Mas o que ela na verdade queria, era que eu entendesse que existem diferentes formas de se verem um Deus, e todas elas a seu modo, servem de consolo a quem os procura. Também serviu para que minha mente se abrisse para o diferente, para o inusitado. Tenho muita gratidão por ela ter aberto minha mente, e me ajudado a ter um pensamento mais crítico. Acredito que o fato dela ter sido enfermeira do antigo SAMDU, na época, também o fato de conviver o dia todo com pessoas pobres, que necessitavam de assistência médica gratuita, fazia com que ela conseguisse ver de uma forma diferente cada pessoa, por isso não julgava ninguém, apenas tentava ajudar. Foi graças a ela que não morri de pneumonia dupla. Acordei uma manhã com febre alta e fortes dores no peito, minha mãe fez um chá, porque era só o que ela sabia fazer. A febre aumentou muito a ponto de minha mãe finalmente parar de ouvir meu irmão, que havia se tornado evangélico recentemente, e dizia que aquilo era o castigo merecido por eu ter abandonado a igreja, e chamar Dona Clari para ajudar. Assim que Dona Clari me viu, colocou a mão em minha testa, ligou imediatamente para o SAMDU e uma ambulância veio me buscar. Depois de algumas injeções de antibiótico, que Dona Clari mesmo me aplicava todo dia, minha saúde se restabeleceu. Também foi nessa época que eu decidi de uma vez por todas que nunca mais pisaria numa igreja evangélica. Os anos se passaram, minha vida correu como a de todo pobre, trabalhando de dia e estudando á noite. Depois de muito trabalho mal remunerado e patrões horríveis, finalmente consegui um emprego decente como funcionária pública estadual e o resto é história.
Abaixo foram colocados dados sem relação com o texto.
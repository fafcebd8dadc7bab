//! Data Transfer Objects for JSON endpoints.

pub mod health;
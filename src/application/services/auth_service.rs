//! Dashboard authentication: admin credentials and server-side sessions.

use chrono::{DateTime, Duration, Utc};
use hmac::{Hmac, Mac};
use serde_json::json;
use sha2::Sha256;
use std::sync::{Arc, OnceLock};
use validator::ValidateEmail;

use crate::domain::entities::{AdminUser, NewSession, Session};
use crate::domain::repositories::AuthRepository;
use crate::error::AppError;
use crate::utils::token::generate_session_token;

type HmacSha256 = Hmac<Sha256>;

/// Minimum accepted password length for admin accounts.
pub const MIN_PASSWORD_LENGTH: usize = 8;

/// Verified against when the email is unknown, so a failed login costs one
/// bcrypt verification whether or not the account exists.
const DUMMY_PASSWORD: &str = "no-such-administrator";

/// A freshly issued session. `token` is the raw value for the cookie.
#[derive(Debug, Clone)]
pub struct IssuedSession {
    pub token: String,
    pub expires_at: DateTime<Utc>,
}

/// A session found for a request cookie.
///
/// `refreshed` carries the new expiry when the session was extended during
/// this lookup, so the caller can re-issue the cookie.
#[derive(Debug, Clone, PartialEq, Eq)]
pub struct ResolvedSession {
    pub session: Session,
    pub refreshed: Option<DateTime<Utc>>,
}

/// Service for logging administrators in and out and resolving sessions.
///
/// Session tokens are hashed with HMAC-SHA256 (keyed by `signing_secret`)
/// before storage and comparison. Read access to the database alone is not
/// enough to hijack a session.
pub struct AuthService<R: AuthRepository> {
    repository: Arc<R>,
    signing_secret: String,
    session_ttl: Duration,
    bcrypt_cost: u32,
    dummy_hash: OnceLock<String>,
}

impl<R: AuthRepository> AuthService<R> {
    /// Creates a new authentication service.
    ///
    /// # Arguments
    ///
    /// - `repository` - user and session storage
    /// - `signing_secret` - HMAC key; rotating it invalidates all sessions
    /// - `session_ttl` - sliding session lifetime
    pub fn new(repository: Arc<R>, signing_secret: String, session_ttl: Duration) -> Self {
        Self {
            repository,
            signing_secret,
            session_ttl,
            bcrypt_cost: bcrypt::DEFAULT_COST,
            dummy_hash: OnceLock::new(),
        }
    }

    /// Overrides the bcrypt work factor (tests use the minimum of 4).
    pub fn with_bcrypt_cost(mut self, cost: u32) -> Self {
        self.bcrypt_cost = cost;
        self.dummy_hash = OnceLock::new();
        self
    }

    pub fn session_ttl(&self) -> Duration {
        self.session_ttl
    }

    /// Hashes a raw token with HMAC-SHA256 using the server signing secret.
    ///
    /// Returns a 64-character lowercase hex-encoded MAC.
    fn hash_token(&self, token: &str) -> String {
        let mut mac = HmacSha256::new_from_slice(self.signing_secret.as_bytes())
            .expect("HMAC accepts any key length");
        mac.update(token.as_bytes());
        hex::encode(mac.finalize().into_bytes())
    }

    /// A bcrypt hash at this service's cost, created on first use.
    async fn dummy_hash(&self) -> Result<String, AppError> {
        if let Some(hash) = self.dummy_hash.get() {
            return Ok(hash.clone());
        }

        let hash = hash_password(DUMMY_PASSWORD, self.bcrypt_cost).await?;
        Ok(self.dummy_hash.get_or_init(|| hash).clone())
    }

    /// Checks credentials and opens a new session.
    ///
    /// # Errors
    ///
    /// Returns [`AppError::Validation`] if email or password is blank.
    /// Returns [`AppError::Unauthorized`] if the email is unknown or the
    /// password does not match (same message for both).
    pub async fn login(
        &self,
        email: &str,
        password: &str,
        user_agent: Option<String>,
    ) -> Result<IssuedSession, AppError> {
        let email = normalize_email(email);
        if email.is_empty() || password.is_empty() {
            return Err(AppError::bad_request(
                "Email and password are required",
                json!({ "fields": ["email", "password"] }),
            ));
        }

        let user = self.repository.find_user_by_email(&email).await?;

        let verified = match &user {
            Some(user) => verify_password(password, &user.password_hash).await?,
            None => {
                verify_password(password, &self.dummy_hash().await?).await?;
                false
            }
        };

        let Some(user) = user.filter(|_| verified) else {
            tracing::warn!(email = %email, "Failed login attempt");
            return Err(AppError::unauthorized(
                "Invalid login credentials",
                json!({ "email": email }),
            ));
        };

        let token = generate_session_token();
        let expires_at = Utc::now() + self.session_ttl;

        self.repository
            .create_session(NewSession {
                token_hash: self.hash_token(&token),
                user_id: user.id,
                user_agent,
                expires_at,
            })
            .await?;

        tracing::info!(user_id = user.id, "Admin logged in");
        Ok(IssuedSession { token, expires_at })
    }

    /// Looks up the session behind a cookie token.
    ///
    /// Sessions slide: once less than half of the lifetime remains, the
    /// expiry is pushed out to a full lifetime from now.
    ///
    /// # Returns
    ///
    /// - `Ok(Some(_))` for a live session
    /// - `Ok(None)` for unknown or expired tokens
    ///
    /// # Errors
    ///
    /// Returns [`AppError::Internal`] on database errors.
    pub async fn resolve(&self, token: &str) -> Result<Option<ResolvedSession>, AppError> {
        if token.is_empty() {
            return Ok(None);
        }

        let token_hash = self.hash_token(token);
        let Some(mut session) = self.repository.find_session(&token_hash).await? else {
            return Ok(None);
        };

        let now = Utc::now();
        let mut refreshed = None;

        if session.expires_at - now < self.session_ttl / 2 {
            let expires_at = now + self.session_ttl;
            self.repository
                .extend_session(&token_hash, expires_at)
                .await?;
            session.expires_at = expires_at;
            refreshed = Some(expires_at);
        }

        Ok(Some(ResolvedSession { session, refreshed }))
    }

    /// Ends the session behind a cookie token. Unknown tokens are ignored.
    pub async fn logout(&self, token: &str) -> Result<(), AppError> {
        if self.repository.delete_session(&self.hash_token(token)).await? {
            tracing::info!("Admin logged out");
        }
        Ok(())
    }

    /// Creates an administrator.
    ///
    /// # Errors
    ///
    /// Returns [`AppError::Validation`] for a malformed email or a password
    /// shorter than [`MIN_PASSWORD_LENGTH`].
    /// Returns [`AppError::Conflict`] if the email is taken.
    pub async fn create_user(&self, email: &str, password: &str) -> Result<AdminUser, AppError> {
        let email = normalize_email(email);
        validate_credentials(&email, password)?;

        let hash = hash_password(password, self.bcrypt_cost).await?;

        self.repository
            .create_user(&email, &hash)
            .await
            .map_err(|e| match e {
                AppError::Conflict { .. } => AppError::conflict(
                    "An administrator with this email already exists",
                    json!({ "email": email }),
                ),
                other => other,
            })
    }

    /// Creates the administrator unless one with this email exists.
    /// Returns whether a user was created.
    pub async fn ensure_user(&self, email: &str, password: &str) -> Result<bool, AppError> {
        if self
            .repository
            .find_user_by_email(&normalize_email(email))
            .await?
            .is_some()
        {
            return Ok(false);
        }

        self.create_user(email, password).await?;
        Ok(true)
    }

    /// Replaces a password and signs the user out of every session.
    ///
    /// # Errors
    ///
    /// Returns [`AppError::NotFound`] if no administrator has this email.
    pub async fn set_password(&self, email: &str, password: &str) -> Result<(), AppError> {
        let email = normalize_email(email);
        validate_credentials(&email, password)?;

        let hash = hash_password(password, self.bcrypt_cost).await?;

        if !self.repository.update_password(&email, &hash).await? {
            return Err(AppError::not_found(
                "Administrator not found",
                json!({ "email": email }),
            ));
        }
        Ok(())
    }

    pub async fn list_users(&self) -> Result<Vec<AdminUser>, AppError> {
        self.repository.list_users().await
    }

    /// Deletes an administrator together with their sessions.
    ///
    /// # Errors
    ///
    /// Returns [`AppError::NotFound`] if no administrator has this email.
    pub async fn delete_user(&self, email: &str) -> Result<(), AppError> {
        let email = normalize_email(email);
        if !self.repository.delete_user(&email).await? {
            return Err(AppError::not_found(
                "Administrator not found",
                json!({ "email": email }),
            ));
        }
        Ok(())
    }

    /// Removes expired sessions, returning how many were deleted.
    pub async fn purge_expired_sessions(&self) -> Result<u64, AppError> {
        self.repository.delete_expired_sessions().await
    }
}

fn normalize_email(email: &str) -> String {
    email.trim().to_lowercase()
}

fn validate_credentials(email: &str, password: &str) -> Result<(), AppError> {
    if !email.validate_email() {
        return Err(AppError::bad_request(
            "Invalid email address",
            json!({ "email": email }),
        ));
    }

    if password.chars().count() < MIN_PASSWORD_LENGTH {
        return Err(AppError::bad_request(
            format!(
                "Password must be at least {} characters",
                MIN_PASSWORD_LENGTH
            ),
            json!({}),
        ));
    }

    Ok(())
}

/// bcrypt is CPU-bound; keep it off the async workers.
async fn hash_password(password: &str, cost: u32) -> Result<String, AppError> {
    let password = password.to_string();

    tokio::task::spawn_blocking(move || bcrypt::hash(password, cost))
        .await
        .map_err(|e| {
            AppError::internal(
                "Password hashing task failed",
                json!({ "reason": e.to_string() }),
            )
        })?
        .map_err(|e| {
            AppError::internal(
                "Failed to hash password",
                json!({ "reason": e.to_string() }),
            )
        })
}

async fn verify_password(password: &str, hash: &str) -> Result<bool, AppError> {
    let password = password.to_string();
    let hash = hash.to_string();

    tokio::task::spawn_blocking(move || bcrypt::verify(password, &hash).unwrap_or(false))
        .await
        .map_err(|e| {
            AppError::internal(
                "Password verification task failed",
                json!({ "reason": e.to_string() }),
            )
        })
}
//! HTML pages and form actions for the portfolio and dashboard.

mod actions;
mod dashboard;
mod home;
mod login;

pub use actions::*;
pub use dashboard::{content_handler, dashboard_handler, profile_handler};
pub use home::{group_skills, home_handler};
pub use login::{login_handler, login_page_handler, logout_handler};
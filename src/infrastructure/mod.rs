//! Infrastructure layer for external integrations.
//!
//! This layer implements interfaces defined by the domain layer, providing
//! concrete implementations for data persistence and file storage.
//!
//! # Modules
//!
//! - [`persistence`] - PostgreSQL repository implementations
//! - [`storage`] - Object storage for uploaded images

pub mod persistence;
pub mod storage;
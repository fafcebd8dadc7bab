//! Core domain entities representing the business data model.
//!
//! Entities are plain data structures without persistence concerns.
//!
//! # Entity Types
//!
//! - [`ShortLink`] - A slug mapped to a destination URL with a click counter
//! - [`Project`], [`Skill`], [`Experience`], [`SocialLink`] - Portfolio content
//! - [`About`], [`SeoSettings`] - Singleton records
//! - [`AdminUser`], [`Session`] - Dashboard authentication
//!
//! # Design Pattern
//!
//! Separate structs are used for creation and updates:
//! - `NewShortLink`, `NewProject`, `NewSkill`, ... - For creating new records
//! - `ProjectPatch`, `AboutUpdate`, `SeoUpdate` - For updates

pub mod experience;
pub mod profile;
pub mod project;
pub mod session;
pub mod short_link;
pub mod skill;
pub mod social_link;
pub mod upload;
pub mod user;

pub use experience::{Experience, NewExperience};
pub use profile::{About, AboutUpdate, SeoSettings, SeoUpdate, TwitterCard};
pub use project::{NewProject, Project, ProjectPatch};
pub use session::{NewSession, Session};
pub use short_link::{NewShortLink, ShortLink};
pub use skill::{NewSkill, Skill, SkillCategory, SkillLevel};
pub use social_link::{Icon, NewSocialLink, Platform, SocialLink};
pub use upload::{ImageFormat, UploadedFile};
pub use user::AdminUser;
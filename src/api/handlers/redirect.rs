//! Handler for short link redirects.

use axum::{
    extract::{Path, State},
    response::Redirect,
};
use tracing::{debug, error};

use crate::state::AppState;

/// Where visitors land when a slug does not resolve.
pub const FALLBACK_PATH: &str = "/";

/// Redirects a slug to its destination, counting the click.
///
/// # Endpoint
///
/// `GET /{slug}`
///
/// # Request Flow
///
/// 1. Increment the slug's click counter and fetch its URL (one statement)
/// 2. Return 307 Temporary Redirect to the URL
///
/// # Fallback
///
/// Unknown slugs and backend failures both redirect to `/`, so visitors
/// never see an error page. The two cases are distinguished in logs and in
/// the `redirects_total{outcome}` counter: `hit`, `miss` or `error`.
pub async fn redirect_handler(
    Path(slug): Path<String>,
    State(state): State<AppState>,
) -> Redirect {
    match state.short_link_service.resolve(&slug).await {
        Ok(Some(url)) => {
            metrics::counter!("redirects_total", "outcome" => "hit").increment(1);
            debug!(slug = %slug, "Redirecting");
            Redirect::temporary(&url)
        }
        Ok(None) => {
            metrics::counter!("redirects_total", "outcome" => "miss").increment(1);
            debug!(slug = %slug, "Unknown slug");
            Redirect::temporary(FALLBACK_PATH)
        }
        Err(e) => {
            metrics::counter!("redirects_total", "outcome" => "error").increment(1);
            error!(slug = %slug, error = %e, "Failed to resolve slug");
            Redirect::temporary(FALLBACK_PATH)
        }
    }
}
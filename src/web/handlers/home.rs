//! Public portfolio page.

use askama::Template;
use askama_web::WebTemplate;
use axum::{extract::State, response::IntoResponse};

use crate::domain::entities::{
    About, Experience, Project, SeoSettings, Skill, SkillCategory, SocialLink,
};
use crate::error::AppError;
use crate::state::AppState;
use crate::web::middleware::CurrentSession;

/// Skills of one category, in display order.
pub struct SkillGroup {
    pub category: SkillCategory,
    pub skills: Vec<Skill>,
}

#[derive(Template, WebTemplate)]
#[template(path = "home.html")]
pub struct HomeTemplate {
    pub seo: Option<SeoSettings>,
    pub about: Option<About>,
    pub projects: Vec<Project>,
    pub skill_groups: Vec<SkillGroup>,
    pub experiences: Vec<Experience>,
    pub social_links: Vec<SocialLink>,
    pub signed_in: bool,
}

/// Renders the portfolio.
///
/// # Endpoint
///
/// `GET /`
pub async fn home_handler(
    State(state): State<AppState>,
    CurrentSession(session): CurrentSession,
) -> Result<impl IntoResponse, AppError> {
    let content = &state.content_service;

    let (seo, about, projects, skills, experiences, social_links) = tokio::try_join!(
        state.profile_service.seo(),
        state.profile_service.about(),
        state.project_service.list(),
        content.list_skills(),
        content.list_experiences(),
        content.list_social_links(),
    )?;

    Ok(HomeTemplate {
        seo,
        about,
        projects,
        skill_groups: group_skills(skills),
        experiences,
        social_links,
        signed_in: session.is_some(),
    })
}

/// Groups skills by category, following [`SkillCategory::ALL`] order and
/// omitting empty categories.
pub fn group_skills(skills: Vec<Skill>) -> Vec<SkillGroup> {
    SkillCategory::ALL
        .into_iter()
        .map(|category| SkillGroup {
            category,
            skills: skills
                .iter()
                .filter(|s| s.category == category)
                .cloned()
                .collect(),
        })
        .filter(|group| !group.skills.is_empty())
        .collect()
}

#[cfg(test)]
mod tests {
    use super::*;
    use crate::domain::entities::SkillLevel;
    use chrono::Utc;

    fn skill(name: &str, category: SkillCategory) -> Skill {
        Skill {
            id: 0,
            name: name.to_string(),
            category,
            level: SkillLevel::Intermediate,
            created_at: Utc::now(),
            updated_at: Utc::now(),
        }
    }

    #[test]
    fn test_group_skills_orders_by_category() {
        let groups = group_skills(vec![
            skill("Docker", SkillCategory::DevOps),
            skill("Rust", SkillCategory::Backend),
            skill("React", SkillCategory::Frontend),
            skill("Axum", SkillCategory::Backend),
        ]);

        let categories: Vec<_> = groups.iter().map(|g| g.category).collect();
        assert_eq!(
            categories,
            vec![
                SkillCategory::Frontend,
                SkillCategory::Backend,
                SkillCategory::DevOps
            ]
        );
        assert_eq!(groups[1].skills.len(), 2);
    }
}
Porém nunca deixei de questionar, ler, procurar saber tudo sobre: religião, deuses, fé, crendices de todos os tipos, concluindo assim finalmente, que não existem anjos, nem deuses, nem demônios, somos apenas nós, o mundo e algumas pessoas boas que nos ajudam a escalar montanhas e chegar ao topo, e outras ruins que se puderem vão nos empurrar para baixo toda vez que tentarmos subir.

E sim, podemos chamar as boas de Anjos e as más de demônios, mas isso não mudará o fato de que eles nunca existiram.